His father, Isaac ben Ezra, was a wealthy and learned Jew of Jaén. Hasdai acquired in his youth a thorough knowledge of Hebrew, Arabic, and Latin, the last-named language being at that time known only to the higher clergy of Spain. He also studied medicine, and is said to have discovered a panacea, called Al-Faruk. Appointed physician to Caliph Abd-ar-Rahman III (912-961), he, by his engaging manners, knowledge, character, and extraordinary ability, gained his master’s confidence to such a degree that he became the caliph’s confidant and faithful counselor. Without bearing the title of vizier he was in reality minister of foreign affairs; he had also control of the customs and ship-dues in the port of Córdoba.
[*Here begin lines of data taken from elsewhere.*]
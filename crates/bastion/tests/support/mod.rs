// Copyright (c) 2025-2026 Federico Hoerth <memparanoid@gmail.com>
// SPDX-License-Identifier: GPL-3.0-only
// See LICENSE in the repository root for full license text.

#![allow(dead_code)]

use tracing_subscriber::EnvFilter;

/// Routes bastion's tracing events to the test output. Filter with
/// `RUST_LOG`, e.g. `RUST_LOG=bastion_core=debug`.
pub fn init_tracing() {
    let _ = tracing_subscriber::fmt()
        .with_env_filter(EnvFilter::from_default_env())
        .with_test_writer()
        .try_init();
}

/// Runs an ignored test as a subprocess and returns its exit code
/// (`None` when the child was killed by a signal, including abort).
pub fn run_test_as_subprocess(test_name: &str) -> Option<i32> {
    let exe = std::env::current_exe().expect("Failed to get current exe");
    let status = std::process::Command::new(exe)
        .args([
            "--exact",
            test_name,
            "--ignored",
            "--test-threads=1",
            "--nocapture",
        ])
        .status()
        .expect("Failed to run subprocess");
    status.code()
}
// Copyright (c) 2025-2026 Federico Hoerth <memparanoid@gmail.com>
// SPDX-License-Identifier: GPL-3.0-only
// See LICENSE in the repository root for full license text.

//! # bastion
//!
//! Keep secrets out of swap, out of core dumps, and encrypted while idle.
//!
//! - [`LockedBuffer`]: plaintext in locked pages between two guard pages,
//!   with a canary checked on every access.
//! - [`Enclave`]: the same bytes sealed with XChaCha20-Poly1305 under a
//!   process-wide key that is itself stored split in two and re-masked in
//!   the background.
//!
//! ```rust,no_run
//! use bastion::{Enclave, LockedBuffer};
//!
//! # fn main() -> Result<(), bastion::Error> {
//! let buffer = LockedBuffer::from_bytes(&mut *b"hunter2".to_vec())?;
//! let enclave = buffer.seal()?;
//!
//! // ... later
//! let buffer = enclave.open()?;
//! assert_eq!(&*buffer.data()?, b"hunter2");
//! # Ok(())
//! # }
//! ```
//!
//! # Failure model
//!
//! Errors come in two tiers. Everything in [`Error`] is recoverable. A
//! condition meaning the secure memory can no longer be trusted (a changed
//! canary, a failed protection change, a malformed ciphertext reaching the
//! cipher) is never returned: every live buffer is wiped, the hook set with
//! [`set_panic_hook`] runs, and the process aborts.
//!
//! # Runtime
//!
//! The first buffer or enclave starts the runtime with [`Config::default`].
//! Call [`init`] before that to choose the rotation interval or keep core
//! dumps enabled.

#![warn(missing_docs)]

mod enclave;
mod error;
mod locked_buffer;

pub use bastion_core::{
    BufferView, Config, ConfigError, FatalError, PurgeReport, set_panic_hook,
};
pub use enclave::Enclave;
pub use error::Error;
pub use locked_buffer::LockedBuffer;

use error::escalate;

/// Starts the runtime: core dumps off (unless disabled in `config`), the
/// session key, and the rotation thread.
///
/// # Errors
///
/// - [`Error::AlreadyInitialized`] if called twice, or after any buffer or
///   enclave was created
pub fn init(config: Config) -> Result<(), Error> {
    escalate(bastion_core::init(config))
}

/// Starts the runtime with configuration read from the environment.
///
/// See [`Config::from_env`].
pub fn init_from_env() -> Result<(), Error> {
    let config = Config::from_env().map_err(Error::Config)?;
    init(config)
}

/// Destroys every live buffer and replaces the session key.
///
/// Existing [`LockedBuffer`]s report [`Error::Expired`] afterwards; existing
/// [`Enclave`]s fail with [`Error::Authentication`]. Meant for shutdown
/// paths.
///
/// Waits up to one second per buffer for its lock. A buffer still locked
/// after that, for example because the calling thread holds a
/// [`BufferView`] of it, is not destroyed and shows up in
/// [`PurgeReport::skipped`]. Drop views before purging.
pub fn purge() -> Result<PurgeReport, Error> {
    escalate(bastion_core::purge())
}

/// Replaces the session key without touching buffers. Existing enclaves
/// can no longer be opened.
pub fn rekey() -> Result<(), Error> {
    escalate(bastion_core::key::rekey())
}
// Copyright (c) 2025-2026 Federico Hoerth <memparanoid@gmail.com>
// SPDX-License-Identifier: GPL-3.0-only
// See LICENSE in the repository root for full license text.

//! Guarded memory buffers for secret material.
//!
//! # Layers
//!
//! ## Pages
//!
//! The secure allocator. Page-aligned anonymous mappings that are:
//! - locked in RAM with `mlock` (never written to swap)
//! - excluded from core dumps with `madvise`
//! - switchable between no-access, read-only and read-write with `mprotect`
//! - wiped, unlocked and unmapped on release
//!
//! Platforms without these primitives fail closed: allocation is refused.
//!
//! ## Region
//!
//! One allocation laid out as
//!
//! ```text
//! | guard page | canary ........ | data | guard page |
//!              '----- inner pages -----'
//! ```
//!
//! The data is pushed against the trailing guard page so an overflow faults
//! on the first byte past the end. A random canary fills the space in front
//! of the data and is checked on every access; a mismatch means something
//! wrote where it should not have.
//!
//! ## Buffer
//!
//! The user-facing container. Adds a lifecycle (alive/destroyed), a
//! mutability flag mapped onto page protection, and a reader/writer lock:
//! many concurrent readers, or one writer/destroyer.
//!
//! # Example
//!
//! ```rust
//! # #[cfg(unix)]
//! # fn example() -> Result<(), bastion_buffer::BufferError> {
//! use bastion_buffer::Buffer;
//!
//! let buffer = Buffer::new(32)?;
//! buffer.write(0, b"correct horse battery staple")?;
//!
//! buffer.freeze()?;
//! assert!(buffer.write(0, b"x").is_err());
//! assert_eq!(&buffer.data()?[..7], b"correct");
//!
//! buffer.destroy()?;
//! assert!(!buffer.alive());
//! # Ok(())
//! # }
//! # #[cfg(unix)]
//! # example().expect("Failed to run example()");
//! ```

#![warn(missing_docs)]

#[cfg(test)]
mod tests;

mod buffer;
mod error;
mod fault;
mod page;
mod region;

pub mod registry;

pub use buffer::{Buffer, BufferView};
pub use error::{BufferError, PageError};
pub use fault::set_drop_fault_handler;
pub use page::{Pages, Protection, page_size, round_to_pages};
pub use region::{CANARY_LEN, Region};
// Copyright (c) 2025-2026 Federico Hoerth <memparanoid@gmail.com>
// SPDX-License-Identifier: GPL-3.0-only
// See LICENSE in the repository root for full license text.

use bastion_aead::CryptoError;
use bastion_buffer::BufferError;
use bastion_rand::EntropyError;
use thiserror::Error;

use crate::config::ConfigError;

/// Conditions after which secret memory can no longer be trusted.
///
/// The only correct response is to purge and stop the process; see
/// [`terminate`](crate::terminate).
#[derive(Debug, Error, Clone, Copy, Eq, PartialEq)]
#[repr(u8)]
pub enum FatalError {
    /// A canary or guard-page copy changed.
    #[error("canary mismatch: memory corruption detected")]
    CanaryMismatch = 1,

    /// A page protection change failed.
    #[error("page protection change failed")]
    ProtectionFailed = 2,

    /// A ciphertext too short to hold any plaintext reached decryption.
    #[error("ciphertext length cannot represent a plaintext")]
    InvalidCiphertextLength = 3,

    /// Key material of the wrong length reached the cipher.
    #[error("internal key length mismatch")]
    InvalidKeyLength = 4,
}

/// Errors from coffer, enclave and runtime operations.
#[derive(Debug, Error, Clone, PartialEq, Eq)]
pub enum Error {
    /// A recoverable buffer condition: invalid size, expired, immutable,
    /// out of bounds, allocation failure.
    #[error(transparent)]
    Buffer(BufferError),

    /// An enclave was requested over zero bytes.
    #[error("enclave plaintext must not be empty")]
    EmptyPlaintext,

    /// Serialized enclave bytes too short to hold any plaintext.
    #[error("malformed enclave ciphertext: {0} bytes")]
    MalformedCiphertext(usize),

    /// The ciphertext did not verify: tampered, or sealed under another key.
    #[error("authentication failed")]
    Authentication,

    /// The plaintext is too long to encrypt in one message.
    #[error("plaintext too long: {0} bytes")]
    PlaintextTooLong(usize),

    /// No randomness available.
    #[error(transparent)]
    Entropy(#[from] EntropyError),

    /// The coffer's shares have been wiped.
    #[error("coffer has been destroyed")]
    CofferDestroyed,

    /// [`init`](crate::init) was called after the runtime had started.
    #[error("runtime already initialized")]
    AlreadyInitialized,

    /// The rotation thread could not be spawned.
    #[error("failed to spawn rotation thread: {0}")]
    Rotator(std::io::ErrorKind),

    /// Invalid configuration.
    #[error(transparent)]
    Config(#[from] ConfigError),

    /// Secret memory can no longer be trusted.
    #[error("fatal: {0}")]
    Fatal(FatalError),
}

impl Error {
    /// Returns true for [`Error::Fatal`].
    pub fn is_fatal(&self) -> bool {
        matches!(self, Self::Fatal(_))
    }

    /// The fatal condition, if any.
    pub fn fatal(&self) -> Option<FatalError> {
        match self {
            Self::Fatal(fatal) => Some(*fatal),
            _ => None,
        }
    }
}

impl From<FatalError> for Error {
    fn from(fatal: FatalError) -> Self {
        Self::Fatal(fatal)
    }
}

impl From<BufferError> for Error {
    fn from(error: BufferError) -> Self {
        match error {
            BufferError::CanaryMismatch => Self::Fatal(FatalError::CanaryMismatch),
            BufferError::Protection(_) => Self::Fatal(FatalError::ProtectionFailed),
            BufferError::Entropy(e) => Self::Entropy(e),
            other => Self::Buffer(other),
        }
    }
}

impl From<CryptoError> for Error {
    fn from(error: CryptoError) -> Self {
        match error {
            CryptoError::InvalidKeyLength(_) => Self::Fatal(FatalError::InvalidKeyLength),
            CryptoError::CiphertextTooShort(_) | CryptoError::OutputLength { .. } => {
                Self::Fatal(FatalError::InvalidCiphertextLength)
            }
            CryptoError::PlaintextTooLong(len) => Self::PlaintextTooLong(len),
            CryptoError::Authentication => Self::Authentication,
            CryptoError::Entropy(e) => Self::Entropy(e),
        }
    }
}
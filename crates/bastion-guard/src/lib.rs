// Copyright (c) 2025-2026 Federico Hoerth <memparanoid@gmail.com>
// SPDX-License-Identifier: GPL-3.0-only
// See LICENSE in the repository root for full license text.

//! bastion_guard - Process-level hardening against memory disclosure
//!
//! Locked pages keep secrets out of swap, but a crash still writes the whole
//! address space to a core file. This crate switches core dumps off once per
//! process:
//!
//! - `prctl(PR_SET_DUMPABLE, 0)` (Linux): no core file, no ptrace attach by
//!   non-root peers.
//! - `setrlimit(RLIMIT_CORE, 0)` (all unix): core file size capped at zero.

#![warn(missing_docs)]


use std::sync::OnceLock;

/// Outcome of [`disable_core_dumps`].
#[derive(Debug, Clone, Copy, PartialEq, Eq)]
pub struct GuardStatus {
    /// Whether the process was marked non-dumpable.
    pub not_dumpable: bool,

    /// Whether the core file size limit was set to zero.
    pub core_limit_zero: bool,
}

impl GuardStatus {
    /// Returns true if at least one protection is in place.
    pub fn is_protected(&self) -> bool {
        self.not_dumpable || self.core_limit_zero
    }
}

static STATUS: OnceLock<GuardStatus> = OnceLock::new();

/// Disables core dumps for the current process.
///
/// The syscalls run on the first call only; every later call returns the
/// cached outcome. Safe to call from many threads at once.
///
/// ```
/// let status = bastion_guard::disable_core_dumps();
/// assert_eq!(status, bastion_guard::disable_core_dumps());
/// ```
pub fn disable_core_dumps() -> GuardStatus {
    *STATUS.get_or_init(|| GuardStatus {
        not_dumpable: set_not_dumpable(),
        core_limit_zero: set_core_limit_zero(),
    })
}

/// Returns the cached outcome, or `None` if hardening was never requested.
pub fn guard_status() -> Option<GuardStatus> {
    STATUS.get().copied()
}

#[cfg(target_os = "linux")]
fn set_not_dumpable() -> bool {
    unsafe { libc::prctl(libc::PR_SET_DUMPABLE, 0, 0, 0, 0) == 0 }
}

#[cfg(not(target_os = "linux"))]
fn set_not_dumpable() -> bool {
    false
}

#[cfg(unix)]
fn set_core_limit_zero() -> bool {
    let limit = libc::rlimit {
        rlim_cur: 0,
        rlim_max: 0,
    };
    unsafe { libc::setrlimit(libc::RLIMIT_CORE, &limit) == 0 }
}

#[cfg(not(unix))]
fn set_core_limit_zero() -> bool {
    false
}
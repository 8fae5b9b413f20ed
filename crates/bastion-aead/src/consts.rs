// Copyright (c) 2025-2026 Federico Hoerth <memparanoid@gmail.com>
// SPDX-License-Identifier: GPL-3.0-only
// See LICENSE in the repository root for full license text.

/// Key length in bytes.
pub const KEY_LEN: usize = 32;

/// Nonce length in bytes.
pub const NONCE_LEN: usize = 24;

/// Authentication tag length in bytes.
pub const TAG_LEN: usize = 16;

/// Bytes added to a plaintext by sealing.
pub const OVERHEAD: usize = NONCE_LEN + TAG_LEN;

/// Associated data bound into every tag.
pub(crate) const AAD: &[u8] = b"";
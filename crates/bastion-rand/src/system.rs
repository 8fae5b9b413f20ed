// Copyright (c) 2025-2026 Federico Hoerth <memparanoid@gmail.com>
// SPDX-License-Identifier: GPL-3.0-only
// See LICENSE in the repository root for full license text.

use getrandom::Error as GetRandomError;

use crate::{EntropySource, error::EntropyError};

/// System-provided cryptographically secure random number generator.
///
/// Backed by `getrandom` (`getrandom(2)` on Linux, `getentropy` on macOS,
/// `BCryptGenRandom` on Windows).
#[derive(Debug, Default, Clone, Copy)]
pub struct SystemEntropySource {}

impl SystemEntropySource {
    pub(crate) fn fill_bytes_with(
        fill_fn: &dyn Fn(&mut [u8]) -> Result<(), GetRandomError>,
        dest: &mut [u8],
    ) -> Result<(), EntropyError> {
        fill_fn(dest).map_err(|_| EntropyError::EntropyNotAvailable)
    }
}

impl EntropySource for SystemEntropySource {
    fn fill_bytes(&self, dest: &mut [u8]) -> Result<(), EntropyError> {
        Self::fill_bytes_with(&getrandom::fill, dest)
    }
}
// Copyright (c) 2025-2026 Federico Hoerth <memparanoid@gmail.com>
// SPDX-License-Identifier: GPL-3.0-only
// See LICENSE in the repository root for full license text.

use crate::error::EntropyError;

/// Source of cryptographically secure random bytes.
pub trait EntropySource: Send + Sync {
    /// Fills the destination buffer with random bytes.
    ///
    /// # Errors
    ///
    /// Returns [`EntropyError::EntropyNotAvailable`] if the source cannot
    /// produce data. `dest` contents are unspecified in that case.
    fn fill_bytes(&self, dest: &mut [u8]) -> Result<(), EntropyError>;
}
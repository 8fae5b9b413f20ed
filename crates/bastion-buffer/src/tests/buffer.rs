// Copyright (c) 2025-2026 Federico Hoerth <memparanoid@gmail.com>
// SPDX-License-Identifier: GPL-3.0-only
// See LICENSE in the repository root for full license text.

//! Tests for Buffer.

use std::sync::{Arc, mpsc};
use std::time::Duration;

use proptest::prelude::*;

use bastion_util::{fill_bytes_with_pattern, is_slice_zeroized};

use crate::buffer::Buffer;
use crate::error::BufferError;

// =============================================================================
// new()
// =============================================================================

#[test]
fn test_new_zero_is_invalid() {
    assert_eq!(Buffer::new(0).err(), Some(BufferError::InvalidSize));
}

#[test]
fn test_new_defaults() {
    let buffer = Buffer::new(32).expect("Failed to new(..)");

    assert!(buffer.alive());
    assert!(buffer.is_mutable());
    assert_eq!(buffer.len(), 32);
    assert!(!buffer.is_empty());
    assert!(is_slice_zeroized(&buffer.data().expect("Failed to data()")));
}

#[test]
fn test_from_bytes_wipes_source() {
    let mut src = [0xABu8; 20];
    let buffer = Buffer::from_bytes(&mut src).expect("Failed to from_bytes(..)");

    assert!(is_slice_zeroized(&src));
    assert_eq!(&*buffer.data().expect("Failed to data()"), &[0xABu8; 20]);
}

#[test]
fn test_from_bytes_empty_is_invalid() {
    let mut src = [0u8; 0];
    assert_eq!(
        Buffer::from_bytes(&mut src).err(),
        Some(BufferError::InvalidSize)
    );
}

#[test]
fn test_random_is_not_zeroed() {
    let buffer = Buffer::random(64).expect("Failed to random(..)");
    assert!(!is_slice_zeroized(&buffer.data().expect("Failed to data()")));
}

// =============================================================================
// write() / copy_from() / move_from()
// =============================================================================

#[test]
fn test_write_at_offset() {
    let buffer = Buffer::new(8).expect("Failed to new(..)");
    buffer.write(4, &[1, 2, 3, 4]).expect("Failed to write(..)");

    assert_eq!(
        &*buffer.data().expect("Failed to data()"),
        &[0, 0, 0, 0, 1, 2, 3, 4]
    );
}

#[test]
fn test_write_out_of_bounds() {
    let buffer = Buffer::new(8).expect("Failed to new(..)");

    assert_eq!(
        buffer.write(6, &[1, 2, 3]),
        Err(BufferError::OutOfBounds {
            offset: 6,
            len: 3,
            capacity: 8
        })
    );
    assert_eq!(
        buffer.write(usize::MAX, &[1]),
        Err(BufferError::OutOfBounds {
            offset: usize::MAX,
            len: 1,
            capacity: 8
        })
    );
    assert!(is_slice_zeroized(&buffer.data().expect("Failed to data()")));
}

#[test]
fn test_copy_from_truncates() {
    let buffer = Buffer::new(4).expect("Failed to new(..)");

    assert_eq!(buffer.copy_from(b"abcdef"), Ok(4));
    assert_eq!(&*buffer.data().expect("Failed to data()"), b"abcd");

    assert_eq!(buffer.copy_from(b"xy"), Ok(2));
    assert_eq!(&*buffer.data().expect("Failed to data()"), b"xycd");
}

#[test]
fn test_move_from_wipes_source_even_when_frozen() {
    let buffer = Buffer::new(4).expect("Failed to new(..)");
    buffer.freeze().expect("Failed to freeze()");

    let mut src = *b"key!";
    assert_eq!(buffer.move_from(&mut src), Err(BufferError::Immutable));
    assert!(is_slice_zeroized(&src));
}

// =============================================================================
// freeze() / melt()
// =============================================================================

#[test]
fn test_freeze_rejects_writes_but_allows_reads() {
    let buffer = Buffer::new(4).expect("Failed to new(..)");
    buffer.write(0, b"abcd").expect("Failed to write(..)");
    buffer.freeze().expect("Failed to freeze()");

    assert!(!buffer.is_mutable());
    assert_eq!(buffer.write(0, b"x"), Err(BufferError::Immutable));
    assert_eq!(buffer.wipe(), Err(BufferError::Immutable));
    assert_eq!(buffer.scramble(), Err(BufferError::Immutable));
    assert_eq!(&*buffer.data().expect("Failed to data()"), b"abcd");
}

#[test]
fn test_melt_restores_writes() {
    let buffer = Buffer::new(4).expect("Failed to new(..)");
    buffer.freeze().expect("Failed to freeze()");
    buffer.melt().expect("Failed to melt()");

    assert!(buffer.is_mutable());
    buffer.write(0, b"abcd").expect("Failed to write(..)");
}

#[test]
fn test_freeze_and_melt_are_idempotent() {
    let buffer = Buffer::new(4).expect("Failed to new(..)");

    buffer.melt().expect("Failed to melt()");
    buffer.freeze().expect("Failed to freeze()");
    buffer.freeze().expect("Failed to freeze()");
    assert!(!buffer.is_mutable());
}

// =============================================================================
// wipe() / equal()
// =============================================================================

#[test]
fn test_wipe_zeroes_data() {
    let buffer = Buffer::random(16).expect("Failed to random(..)");
    buffer.wipe().expect("Failed to wipe()");

    assert!(is_slice_zeroized(&buffer.data().expect("Failed to data()")));
}

#[test]
fn test_equal() {
    let buffer = Buffer::new(3).expect("Failed to new(..)");
    buffer.write(0, b"abc").expect("Failed to write(..)");

    assert_eq!(buffer.equal(b"abc"), Ok(true));
    assert_eq!(buffer.equal(b"abd"), Ok(false));
    assert_eq!(buffer.equal(b"ab"), Ok(false));
}

// =============================================================================
// destroy()
// =============================================================================

#[test]
fn test_destroy_is_idempotent() {
    let buffer = Buffer::new(16).expect("Failed to new(..)");

    buffer.destroy().expect("Failed to destroy()");
    buffer.destroy().expect("Failed to destroy()");

    assert!(!buffer.alive());
    assert_eq!(buffer.len(), 0);
    assert!(buffer.is_empty());
}

#[test]
fn test_destroy_leaves_no_plaintext() {
    for len in [1, 31, 4096, 10_000] {
        let buffer = Buffer::new(len).expect("Failed to new(..)");
        buffer
            .open_mut(|data| fill_bytes_with_pattern(data, 0x5A))
            .expect("Failed to open_mut(..)");
        buffer.freeze().expect("Failed to freeze()");

        let (result, inner) = buffer
            .destroy_and_read_back_for_test()
            .expect("Buffer was already destroyed");

        assert_eq!(result, Ok(()));
        assert!(inner.len() >= len);
        assert!(is_slice_zeroized(&inner));
        assert!(!buffer.alive());
    }
}

#[test]
fn test_destroyed_buffer_is_expired() {
    let buffer = Buffer::new(16).expect("Failed to new(..)");
    buffer.destroy().expect("Failed to destroy()");

    assert_eq!(buffer.data().err(), Some(BufferError::Expired));
    assert_eq!(buffer.write(0, b"a"), Err(BufferError::Expired));
    assert_eq!(buffer.freeze(), Err(BufferError::Expired));
    assert_eq!(buffer.melt(), Err(BufferError::Expired));
    assert_eq!(buffer.equal(b""), Err(BufferError::Expired));
}

#[test]
fn test_destroy_frozen_buffer() {
    let buffer = Buffer::new(16).expect("Failed to new(..)");
    buffer.freeze().expect("Failed to freeze()");

    buffer.destroy().expect("Failed to destroy()");
    assert!(!buffer.alive());
}

// =============================================================================
// canary
// =============================================================================

#[test]
fn test_canary_corruption_detected_on_read() {
    let buffer = Buffer::new(16).expect("Failed to new(..)");
    buffer.corrupt_canary_for_test();

    let err = buffer.data().err();
    assert_eq!(err, Some(BufferError::CanaryMismatch));
    assert!(err.is_some_and(|e| e.is_fatal()));

    // Destroy explicitly so Drop does not escalate.
    assert_eq!(buffer.destroy(), Err(BufferError::CanaryMismatch));
    assert!(!buffer.alive());
}

#[test]
fn test_canary_corruption_detected_on_write() {
    let buffer = Buffer::new(16).expect("Failed to new(..)");
    buffer.corrupt_canary_for_test();

    assert_eq!(buffer.write(0, b"a"), Err(BufferError::CanaryMismatch));
    assert_eq!(buffer.destroy(), Err(BufferError::CanaryMismatch));
}

#[test]
fn test_is_fatal_classification() {
    use crate::error::PageError;

    assert!(BufferError::CanaryMismatch.is_fatal());
    assert!(BufferError::Protection(PageError::Protect).is_fatal());
    assert!(!BufferError::Expired.is_fatal());
    assert!(!BufferError::Immutable.is_fatal());
    assert!(!BufferError::Alloc(PageError::Lock).is_fatal());
}

// =============================================================================
// concurrency
// =============================================================================

#[test]
fn test_concurrent_readers() {
    let buffer = Arc::new(Buffer::from_bytes(&mut [7u8; 64]).expect("Failed to from_bytes(..)"));

    let handles: Vec<_> = (0..8)
        .map(|_| {
            let buffer = Arc::clone(&buffer);
            std::thread::spawn(move || {
                for _ in 0..100 {
                    assert_eq!(buffer.equal(&[7u8; 64]), Ok(true));
                }
            })
        })
        .collect();

    for handle in handles {
        handle.join().expect("Failed to join reader");
    }
}

#[test]
fn test_nested_read_with_queued_writer() {
    let buffer = Arc::new(Buffer::from_bytes(&mut [3u8; 16]).expect("Failed to from_bytes(..)"));
    let (held_tx, held_rx) = mpsc::channel();
    let (result_tx, result_rx) = mpsc::channel();

    let reader = {
        let buffer = Arc::clone(&buffer);
        std::thread::spawn(move || {
            let view = buffer.data().expect("Failed to data()");
            held_tx.send(()).expect("Failed to send");

            // Let the writer queue up behind the view.
            std::thread::sleep(Duration::from_millis(100));

            let nested = buffer.equal(&view);
            result_tx.send(nested).expect("Failed to send");
        })
    };

    held_rx.recv().expect("Failed to recv");
    let writer = {
        let buffer = Arc::clone(&buffer);
        std::thread::spawn(move || buffer.write(0, &[9u8; 16]))
    };

    let nested = result_rx
        .recv_timeout(Duration::from_secs(5))
        .expect("Nested read blocked behind the queued writer");
    assert_eq!(nested, Ok(true));

    reader.join().expect("Failed to join reader");
    assert_eq!(writer.join().expect("Failed to join writer"), Ok(()));
    assert_eq!(&*buffer.data().expect("Failed to data()"), &[9u8; 16]);
}

#[test]
fn test_concurrent_writers_and_destroy() {
    let buffer = Arc::new(Buffer::new(32).expect("Failed to new(..)"));

    let handles: Vec<_> = (0..4u8)
        .map(|i| {
            let buffer = Arc::clone(&buffer);
            std::thread::spawn(move || {
                for _ in 0..50 {
                    match buffer.write(0, &[i; 32]) {
                        Ok(()) | Err(BufferError::Expired) => {}
                        Err(e) => panic!("unexpected error: {e}"),
                    }
                }
            })
        })
        .collect();

    buffer.destroy().expect("Failed to destroy()");

    for handle in handles {
        handle.join().expect("Failed to join writer");
    }
    assert!(!buffer.alive());
}

#[test]
fn test_debug_does_not_print_contents() {
    let buffer = Buffer::from_bytes(&mut *b"hunter2".to_vec()).expect("Failed to from_bytes(..)");
    let debug = format!("{buffer:?}");

    assert!(!debug.contains("hunter2"));
    assert!(debug.contains("len: 7"));
}

proptest! {
    #![proptest_config(ProptestConfig::with_cases(64))]

    #[test]
    fn prop_write_then_read(bytes in prop::collection::vec(any::<u8>(), 1..5000)) {
        let buffer = Buffer::new(bytes.len()).expect("Failed to new(..)");
        buffer.write(0, &bytes).expect("Failed to write(..)");

        prop_assert_eq!(&*buffer.data().expect("Failed to data()"), &bytes[..]);
        prop_assert_eq!(buffer.len(), bytes.len());
    }
}
// Copyright (c) 2025-2026 Federico Hoerth <memparanoid@gmail.com>
// SPDX-License-Identifier: GPL-3.0-only
// See LICENSE in the repository root for full license text.
// Copyright (c) 2025-2026 Federico Hoerth <memparanoid@gmail.com>
// SPDX-License-Identifier: GPL-3.0-only
// See LICENSE in the repository root for full license text.

#[cfg(unix)]
mod coffer;

#[cfg(unix)]
use bastion_buffer::Buffer;

/// Runs an ignored test as a subprocess and returns its exit code
/// (`None` when the child was killed by a signal, including abort).
#[cfg(unix)]
pub(crate) fn run_test_as_subprocess(test_name: &str) -> Option<i32> {
    let exe = std::env::current_exe().expect("Failed to get current exe");
    let status = std::process::Command::new(exe)
        .args([
            "--exact",
            test_name,
            "--ignored",
            "--test-threads=1",
            "--nocapture",
        ])
        .status()
        .expect("Failed to run subprocess");
    status.code()
}

#[cfg(unix)]
/// Simulates an underflowing write into the canary in front of the data.
pub(crate) fn corrupt_canary(buffer: &Buffer) {
    let _ = buffer.open_mut(|data| {
        // Safety: the canary occupies at least CANARY_LEN bytes right
        // before the data, inside the same read-write pages.
        unsafe { *data.as_mut_ptr().sub(1) ^= 0xFF };
    });
}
Hasdai arranged the alliances formed by the caliph with foreign powers, and he received the envoys sent by the latter to Córdoba. In 949 an embassy was sent by Constantine VII to form a diplomatic league between the hard-pressed Byzantine empire and the powerful ruler of Spain. Among the presents brought by the embassy was a magnificent codex of Pedanius Dioscorides’ work on botany, which the Arabic physicians and naturalists valued highly. Hasdai, with the aid of a learned Greek monk named Nicholas, translated it into Arabic, making it thereby the common property of the Arabs and of medieval Europe.